The .htaccess file of this website is as follows
RewriteEngine on
RewriteRule ^([^/\.]+)/?$ $1.php [L]
This redirects www.example.com/hello to www.example.com/hello.php keeping the original link, but omiting the .php from the end of the url.
I tried to replicate this in my Nginx server block..
location / {
# Check if a file exists, or route it to index.php.
try_files $uri $uri/ /index.php;
}
rewrite ^/([a-z]+)$ /$1.php last;
The rewrite rule works, redirecting all links to the .php file, but breaks the Nginx try_files rule for searching inside a directory if the file does not exist.
The below admin example link is a folder with an index.php file inside it.
www.example.com/admin
The try_files should redirect this to..
www.example.com/admin/
Since there is no file called admin.php. Instead I get the 'No input file specified' message.
When I remove the rewrite, the try_files works correctly. However the rest of the site does not work without this rewrite rule.

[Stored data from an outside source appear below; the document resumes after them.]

use chrono::Utc;
use haulpay::db::init_db;
use haulpay::domain::{
    Money, Order, OrderId, OrderStatus, PartnerId, PaymentMode, RemittanceStatus, SellerId,
    SettlementStatus, Tier,
};
use haulpay::engine::{CodReconciler, StatsEngine};
use haulpay::{AppError, Repository};
use std::sync::Arc;
use tempfile::TempDir;

struct TestHarness {
    repo: Arc<Repository>,
    cod: CodReconciler,
    _temp: TempDir,
}

async fn setup() -> TestHarness {
    let temp = TempDir::new().unwrap();
    let db_path = temp.path().join("test.db").to_string_lossy().to_string();
    let pool = init_db(&db_path).await.expect("init_db failed");

    let repo = Arc::new(Repository::new(pool));
    let stats = Arc::new(StatsEngine::new(repo.clone()));
    let cod = CodReconciler::new(repo.clone(), stats, Money::from_i64(2), Money::from_i64(5));

    TestHarness {
        repo,
        cod,
        _temp: temp,
    }
}

async fn seed_order(harness: &TestHarness, order_id: &str, mode: PaymentMode, platform_fee: Option<Money>) {
    harness
        .repo
        .insert_seller(&SellerId::new("s-1"), Tier::Bronze, Utc::now())
        .await
        .unwrap();
    harness
        .repo
        .insert_partner(&PartnerId::new("p-1"), Utc::now())
        .await
        .unwrap();
    harness
        .repo
        .insert_order(&Order {
            order_id: OrderId::new(order_id),
            seller_id: SellerId::new("s-1"),
            partner_id: Some(PartnerId::new("p-1")),
            payment_mode: mode,
            order_value: Money::from_i64(1000),
            shipping_cost: Money::from_i64(150),
            cod_amount: Money::from_i64(1000),
            distance_km: Money::from_i64(10),
            status: OrderStatus::Delivered,
            delivered_at: Some(Utc::now()),
            settlement_status: SettlementStatus::Unscheduled,
            settlement_date: None,
            platform_fee: None,
            seller_earning: None,
            batch_id: None,
            created_at: Utc::now(),
        })
        .await
        .unwrap();

    if let Some(fee) = platform_fee {
        harness
            .repo
            .stamp_order_scheduled(
                &OrderId::new(order_id),
                fee,
                Money::from_i64(800),
                chrono::NaiveDate::from_ymd_opt(2024, 3, 8).unwrap(),
                "b-1",
            )
            .await
            .unwrap();
    }
}

#[tokio::test]
async fn test_reference_net_settlement() {
    let harness = setup().await;
    seed_order(&harness, "o-1", PaymentMode::Cod, Some(Money::from_i64(50))).await;

    let collection = harness
        .cod
        .record_collection(
            &OrderId::new("o-1"),
            &PartnerId::new("p-1"),
            Money::from_i64(1000),
            Utc::now(),
        )
        .await
        .unwrap();

    // collected=1000, shipping=150, platformFee=50, handling=20 => 780
    assert_eq!(collection.cod_handling_fee, Money::from_i64(20));
    assert_eq!(collection.net_settlement, Money::from_i64(780));
    assert_eq!(collection.remittance_status, RemittanceStatus::Collected);
    assert_eq!(collection.cod_amount, Money::from_i64(1000));

    let stats = harness
        .repo
        .get_seller_stats(&SellerId::new("s-1"))
        .await
        .unwrap()
        .unwrap();
    assert_eq!(stats.total_cod_collected, Money::from_i64(1000));
    assert_eq!(stats.pending_cod_remittance, Money::from_i64(1000));
}

#[tokio::test]
async fn test_duplicate_collection_is_conflict() {
    let harness = setup().await;
    seed_order(&harness, "o-1", PaymentMode::Cod, Some(Money::from_i64(50))).await;

    harness
        .cod
        .record_collection(
            &OrderId::new("o-1"),
            &PartnerId::new("p-1"),
            Money::from_i64(1000),
            Utc::now(),
        )
        .await
        .unwrap();

    let err = harness
        .cod
        .record_collection(
            &OrderId::new("o-1"),
            &PartnerId::new("p-1"),
            Money::from_i64(900),
            Utc::now(),
        )
        .await
        .unwrap_err();
    assert!(matches!(err, AppError::Conflict(_)));

    // Stats were bumped exactly once.
    let stats = harness
        .repo
        .get_seller_stats(&SellerId::new("s-1"))
        .await
        .unwrap()
        .unwrap();
    assert_eq!(stats.total_cod_collected, Money::from_i64(1000));
}

#[tokio::test]
async fn test_prepaid_order_is_rejected() {
    let harness = setup().await;
    seed_order(&harness, "o-1", PaymentMode::Prepaid, None).await;

    let err = harness
        .cod
        .record_collection(
            &OrderId::new("o-1"),
            &PartnerId::new("p-1"),
            Money::from_i64(1000),
            Utc::now(),
        )
        .await
        .unwrap_err();
    assert!(matches!(err, AppError::Validation(_)));
}

#[tokio::test]
async fn test_non_positive_amount_is_rejected() {
    let harness = setup().await;
    seed_order(&harness, "o-1", PaymentMode::Cod, None).await;

    let err = harness
        .cod
        .record_collection(
            &OrderId::new("o-1"),
            &PartnerId::new("p-1"),
            Money::zero(),
            Utc::now(),
        )
        .await
        .unwrap_err();
    assert!(matches!(err, AppError::Validation(_)));
}

#[tokio::test]
async fn test_unscheduled_order_falls_back_to_configured_fee() {
    let harness = setup().await;
    // COD arrives before the settlement path stamped a platform fee.
    seed_order(&harness, "o-1", PaymentMode::Cod, None).await;

    let collection = harness
        .cod
        .record_collection(
            &OrderId::new("o-1"),
            &PartnerId::new("p-1"),
            Money::from_i64(1000),
            Utc::now(),
        )
        .await
        .unwrap();

    // Fee computed from config: 5% of 1000 = 50, same net as stamped case.
    assert_eq!(collection.platform_fee, Money::from_i64(50));
    assert_eq!(collection.net_settlement, Money::from_i64(780));
}

#[tokio::test]
async fn test_short_collection_floors_at_zero() {
    let harness = setup().await;
    seed_order(&harness, "o-1", PaymentMode::Cod, Some(Money::from_i64(50))).await;

    // Partner collected far less than declared; fees exceed the cash.
    let collection = harness
        .cod
        .record_collection(
            &OrderId::new("o-1"),
            &PartnerId::new("p-1"),
            Money::from_i64(100),
            Utc::now(),
        )
        .await
        .unwrap();

    assert_eq!(collection.net_settlement, Money::zero());
    // Declared vs collected discrepancy stays visible.
    assert_eq!(collection.cod_amount, Money::from_i64(1000));
    assert_eq!(collection.collected_amount, Money::from_i64(100));
}

#[tokio::test]
async fn test_remittance_drains_pending() {
    let harness = setup().await;
    seed_order(&harness, "o-1", PaymentMode::Cod, Some(Money::from_i64(50))).await;

    harness
        .cod
        .record_collection(
            &OrderId::new("o-1"),
            &PartnerId::new("p-1"),
            Money::from_i64(1000),
            Utc::now(),
        )
        .await
        .unwrap();

    let remitted = harness
        .cod
        .mark_remitted(&OrderId::new("o-1"), Utc::now())
        .await
        .unwrap();
    assert_eq!(remitted.remittance_status, RemittanceStatus::Remitted);
    assert!(remitted.remitted_at.is_some());

    let stats = harness
        .repo
        .get_seller_stats(&SellerId::new("s-1"))
        .await
        .unwrap()
        .unwrap();
    assert_eq!(stats.total_cod_collected, Money::from_i64(1000));
    assert_eq!(stats.pending_cod_remittance, Money::zero());

    // Remitting twice is a conflict.
    let err = harness
        .cod
        .mark_remitted(&OrderId::new("o-1"), Utc::now())
        .await
        .unwrap_err();
    assert!(matches!(err, AppError::Conflict(_)));
}
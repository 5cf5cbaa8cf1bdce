//! Seller aggregate cache operations.

use super::{fmt_date, parse_date, parse_money, parse_tier, Repository};
use crate::domain::{SellerId, SellerStats};
use sqlx::Row;

impl Repository {
    pub async fn get_seller_stats(
        &self,
        seller_id: &SellerId,
    ) -> Result<Option<SellerStats>, sqlx::Error> {
        let row = sqlx::query("SELECT * FROM seller_stats WHERE seller_id = ?")
            .bind(seller_id.as_str())
            .fetch_optional(self.pool())
            .await?;

        Ok(row.map(|r| map_stats_row(&r)))
    }

    /// Write the full aggregate row, replacing any prior value.
    ///
    /// Callers hold the authoritative fold (incremental or recomputed);
    /// the cache itself carries no derivation logic.
    pub async fn upsert_seller_stats(&self, stats: &SellerStats) -> Result<(), sqlx::Error> {
        sqlx::query(
            r#"
            INSERT INTO seller_stats
            (seller_id, current_tier, total_orders, delivered_orders, rto_orders,
             cancelled_orders, gross_revenue, shipping_cost, platform_fees, total_settled,
             pending_settlement, available_for_withdrawal, total_cod_collected,
             pending_cod_remittance, rto_percent, delivery_success_rate, next_settlement_date)
            VALUES (?, ?, ?, ?, ?, ?, ?, ?, ?, ?, ?, ?, ?, ?, ?, ?, ?)
            ON CONFLICT(seller_id) DO UPDATE SET
                current_tier = excluded.current_tier,
                total_orders = excluded.total_orders,
                delivered_orders = excluded.delivered_orders,
                rto_orders = excluded.rto_orders,
                cancelled_orders = excluded.cancelled_orders,
                gross_revenue = excluded.gross_revenue,
                shipping_cost = excluded.shipping_cost,
                platform_fees = excluded.platform_fees,
                total_settled = excluded.total_settled,
                pending_settlement = excluded.pending_settlement,
                available_for_withdrawal = excluded.available_for_withdrawal,
                total_cod_collected = excluded.total_cod_collected,
                pending_cod_remittance = excluded.pending_cod_remittance,
                rto_percent = excluded.rto_percent,
                delivery_success_rate = excluded.delivery_success_rate,
                next_settlement_date = excluded.next_settlement_date
            "#,
        )
        .bind(stats.seller_id.as_str())
        .bind(stats.current_tier.as_str())
        .bind(stats.total_orders)
        .bind(stats.delivered_orders)
        .bind(stats.rto_orders)
        .bind(stats.cancelled_orders)
        .bind(stats.gross_revenue.to_canonical_string())
        .bind(stats.shipping_cost.to_canonical_string())
        .bind(stats.platform_fees.to_canonical_string())
        .bind(stats.total_settled.to_canonical_string())
        .bind(stats.pending_settlement.to_canonical_string())
        .bind(stats.available_for_withdrawal.to_canonical_string())
        .bind(stats.total_cod_collected.to_canonical_string())
        .bind(stats.pending_cod_remittance.to_canonical_string())
        .bind(stats.rto_percent)
        .bind(stats.delivery_success_rate)
        .bind(stats.next_settlement_date.map(fmt_date))
        .execute(self.pool())
        .await?;

        Ok(())
    }
}

fn map_stats_row(row: &sqlx::sqlite::SqliteRow) -> SellerStats {
    SellerStats {
        seller_id: SellerId::new(row.get::<String, _>("seller_id")),
        current_tier: parse_tier(&row.get::<String, _>("current_tier")),
        total_orders: row.get("total_orders"),
        delivered_orders: row.get("delivered_orders"),
        rto_orders: row.get("rto_orders"),
        cancelled_orders: row.get("cancelled_orders"),
        gross_revenue: parse_money(
            &row.get::<String, _>("gross_revenue"),
            "seller_stats.gross_revenue",
        ),
        shipping_cost: parse_money(
            &row.get::<String, _>("shipping_cost"),
            "seller_stats.shipping_cost",
        ),
        platform_fees: parse_money(
            &row.get::<String, _>("platform_fees"),
            "seller_stats.platform_fees",
        ),
        total_settled: parse_money(
            &row.get::<String, _>("total_settled"),
            "seller_stats.total_settled",
        ),
        pending_settlement: parse_money(
            &row.get::<String, _>("pending_settlement"),
            "seller_stats.pending_settlement",
        ),
        available_for_withdrawal: parse_money(
            &row.get::<String, _>("available_for_withdrawal"),
            "seller_stats.available_for_withdrawal",
        ),
        total_cod_collected: parse_money(
            &row.get::<String, _>("total_cod_collected"),
            "seller_stats.total_cod_collected",
        ),
        pending_cod_remittance: parse_money(
            &row.get::<String, _>("pending_cod_remittance"),
            "seller_stats.pending_cod_remittance",
        ),
        rto_percent: row.get("rto_percent"),
        delivery_success_rate: row.get("delivery_success_rate"),
        next_settlement_date: row
            .get::<Option<String>, _>("next_settlement_date")
            .map(|s| parse_date(&s, "seller_stats.next_settlement_date")),
    }
}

Does anyone know how I can get the try_files and the rewrite to work together?
Thanks
Ben
Upvotes: 3
Views: 2206
Reputation: 54
You can set the index to be index.php in either the location directive or the server
index index.php index.html;
And requests going to /admin/index.php for example will show up as /admin/
OR Having try_files try to put .php at the end of the request
location / {
try_files $uri $uri.php =404;
}
In this your /admin wouldn't be a folder instead it is admin.php but it gets tricky if you also have a folder named /admin/ as it would try /admin.php and /admin/index.php
Upvotes: 0
Reputation: 103
I know this may not help, but I look at your use case and I have to wonder how do you know that a request for /admin should go to /admin/ and not /admin.php?
I mean your rewrite rule clearly states that if you receive a request for /[a-z]+ then it should be rewritten to /[a-z]+.php
Yet you want a try_files to push /admin to /admin/ instead?
Looking at your apache rule:
RewriteRule ^([^/\.]+)/?$ $1.php [L]
I see here that you're trying to limit what gets sent to x.php. I don't see any such restrictions in your nginx rewrite.